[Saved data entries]
+ + +

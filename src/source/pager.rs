//! Page fetching for the grid's item frontier.
//!
//! - At most one request in flight per frontier cursor
//! - Fetches run on the tokio runtime, results come back over a flume channel
//!   and are applied on the owning thread
//! - Every response carries the generation it was requested under; responses
//!   from before a `reset` are discarded
//! - Failed fetches retry with exponential backoff, then freeze the frontier.
//!   A fetch that panics freezes it immediately.

use std::sync::Arc;

use anyhow::{anyhow, Error};
use flume::{Receiver, Sender};
use tokio::runtime::Handle;
use tokio::task::{AbortHandle, JoinHandle};
use tracing::{debug, trace, warn};

use super::{Cursor, ItemSource, Page};
use crate::config::RetryPolicy;
use crate::models::Item;

struct PageResponse {
    generation: u64,
    cursor: Cursor,
    attempts: u32,
    result: Result<Page, Error>,
}

struct InFlight {
    cursor: Cursor,
    fetch: AbortHandle,
    report: JoinHandle<()>,
}

impl InFlight {
    fn abort(self) {
        self.fetch.abort();
        self.report.abort();
    }
}

/// A response accepted by the pager.
#[derive(Debug)]
pub enum PageEvent {
    /// A page arrived. `finished` is set when the source reported its end.
    Items { items: Vec<Item>, finished: bool },
    /// Every attempt failed. The frontier stays where it was.
    Failed {
        cursor: Cursor,
        attempts: u32,
        error: Error,
    },
}

pub struct Pager<S: ItemSource> {
    source: Arc<S>,
    retry: RetryPolicy,
    runtime: Handle,
    tx: Sender<PageResponse>,
    rx: Receiver<PageResponse>,
    frontier: Cursor,
    generation: u64,
    in_flight: Option<InFlight>,
    exhausted: bool,
    frozen: bool,
    requests_issued: u64,
}

impl<S: ItemSource> Pager<S> {
    pub fn new(source: S, retry: RetryPolicy, runtime: Handle) -> Self {
        let (tx, rx) = flume::unbounded();
        Self {
            source: Arc::new(source),
            retry,
            runtime,
            tx,
            rx,
            frontier: Cursor::start(),
            generation: 0,
            in_flight: None,
            exhausted: false,
            frozen: false,
            requests_issued: 0,
        }
    }

    pub fn source(&self) -> &S {
        &self.source
    }

    pub fn frontier(&self) -> Cursor {
        self.frontier
    }

    pub fn generation(&self) -> u64 {
        self.generation
    }

    pub fn is_loading(&self) -> bool {
        self.in_flight.is_some()
    }

    pub fn is_exhausted(&self) -> bool {
        self.exhausted
    }

    /// True after a fetch exhausted its retries.
    pub fn is_frozen(&self) -> bool {
        self.frozen
    }

    pub fn requests_issued(&self) -> u64 {
        self.requests_issued
    }

    /// Requests the page at the frontier.
    ///
    /// Returns false without doing anything when that page is already in
    /// flight, the source is exhausted, or paging is frozen.
    pub fn request_next(&mut self) -> bool {
        if self.exhausted || self.frozen {
            return false;
        }
        if let Some(in_flight) = &self.in_flight {
            trace!(cursor = in_flight.cursor.offset(), "Page request already in flight");
            return false;
        }

        let cursor = self.frontier;
        let generation = self.generation;
        let source = Arc::clone(&self.source);
        let retry = self.retry.clone();
        let tx = self.tx.clone();

        let fetch = self
            .runtime
            .spawn(async move { fetch_with_retry(source.as_ref(), cursor, &retry).await });
        let fetch_abort = fetch.abort_handle();

        // A panicking source must still produce a response, or the frontier
        // would stay in flight forever.
        let report = self.runtime.spawn(async move {
            let (result, attempts) = match fetch.await {
                Ok(outcome) => outcome,
                Err(err) => (Err(anyhow!("Page fetch task failed: {err}")), 1),
            };
            // The pager may be gone already.
            let _ = tx.send(PageResponse {
                generation,
                cursor,
                attempts,
                result,
            });
        });

        self.requests_issued += 1;
        self.in_flight = Some(InFlight {
            cursor,
            fetch: fetch_abort,
            report,
        });
        debug!(cursor = cursor.offset(), generation, "Requested page");
        true
    }

    /// Applies every response that has already arrived, without waiting.
    pub fn poll(&mut self) -> Vec<PageEvent> {
        let mut events = Vec::new();
        while let Ok(response) = self.rx.try_recv() {
            if let Some(event) = self.accept(response) {
                events.push(event);
            }
        }
        events
    }

    /// Waits until the in-flight request resolves. Returns `None` when
    /// nothing is in flight.
    pub async fn wait(&mut self) -> Option<PageEvent> {
        while self.in_flight.is_some() {
            let response = self.rx.recv_async().await.ok()?;
            if let Some(event) = self.accept(response) {
                return Some(event);
            }
        }
        None
    }

    /// Leaves the frozen state so the frontier page can be requested again.
    pub fn unfreeze(&mut self) -> bool {
        std::mem::replace(&mut self.frozen, false)
    }

    /// Abandons in-flight work and restarts from the first page.
    pub fn reset(&mut self) {
        self.generation += 1;
        if let Some(in_flight) = self.in_flight.take() {
            in_flight.abort();
        }
        self.frontier = Cursor::start();
        self.exhausted = false;
        self.frozen = false;
        debug!(generation = self.generation, "Pager reset");
    }

    fn accept(&mut self, response: PageResponse) -> Option<PageEvent> {
        if response.generation != self.generation || response.cursor != self.frontier {
            trace!(
                generation = response.generation,
                current = self.generation,
                cursor = response.cursor.offset(),
                "Discarding stale page response"
            );
            return None;
        }
        self.in_flight = None;

        match response.result {
            Ok(page) => {
                match page.next {
                    Some(next) if next != response.cursor => self.frontier = next,
                    Some(_) => {
                        warn!(
                            cursor = response.cursor.offset(),
                            "Source returned the same cursor, treating it as exhausted"
                        );
                        self.exhausted = true;
                    }
                    None => self.exhausted = true,
                }
                debug!(
                    count = page.items.len(),
                    attempts = response.attempts,
                    finished = self.exhausted,
                    "Page arrived"
                );
                Some(PageEvent::Items {
                    items: page.items,
                    finished: self.exhausted,
                })
            }
            Err(error) => {
                warn!(
                    error = ?error,
                    cursor = response.cursor.offset(),
                    attempts = response.attempts,
                    "Page fetch failed, freezing frontier"
                );
                self.frozen = true;
                Some(PageEvent::Failed {
                    cursor: response.cursor,
                    attempts: response.attempts,
                    error,
                })
            }
        }
    }
}

impl<S: ItemSource> Drop for Pager<S> {
    fn drop(&mut self) {
        if let Some(in_flight) = self.in_flight.take() {
            in_flight.abort();
        }
    }
}

async fn fetch_with_retry<S: ItemSource>(
    source: &S,
    cursor: Cursor,
    retry: &RetryPolicy,
) -> (Result<Page, Error>, u32) {
    let mut attempt = 1;
    loop {
        match source.next_page(cursor).await {
            Ok(page) => return (Ok(page), attempt),
            Err(err) if attempt < retry.max_attempts => {
                let delay = retry.backoff_for(attempt);
                warn!(
                    error = ?err,
                    attempt,
                    ?delay,
                    cursor = cursor.offset(),
                    "Page fetch failed, retrying"
                );
                tokio::time::sleep(delay).await;
                attempt += 1;
            }
            Err(err) => return (Err(err), attempt),
        }
    }
}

+ + +

### What is expected:
For the entries above, please state how many lines contain the string "events"; give the number and nothing else.

### Answer to this task:
3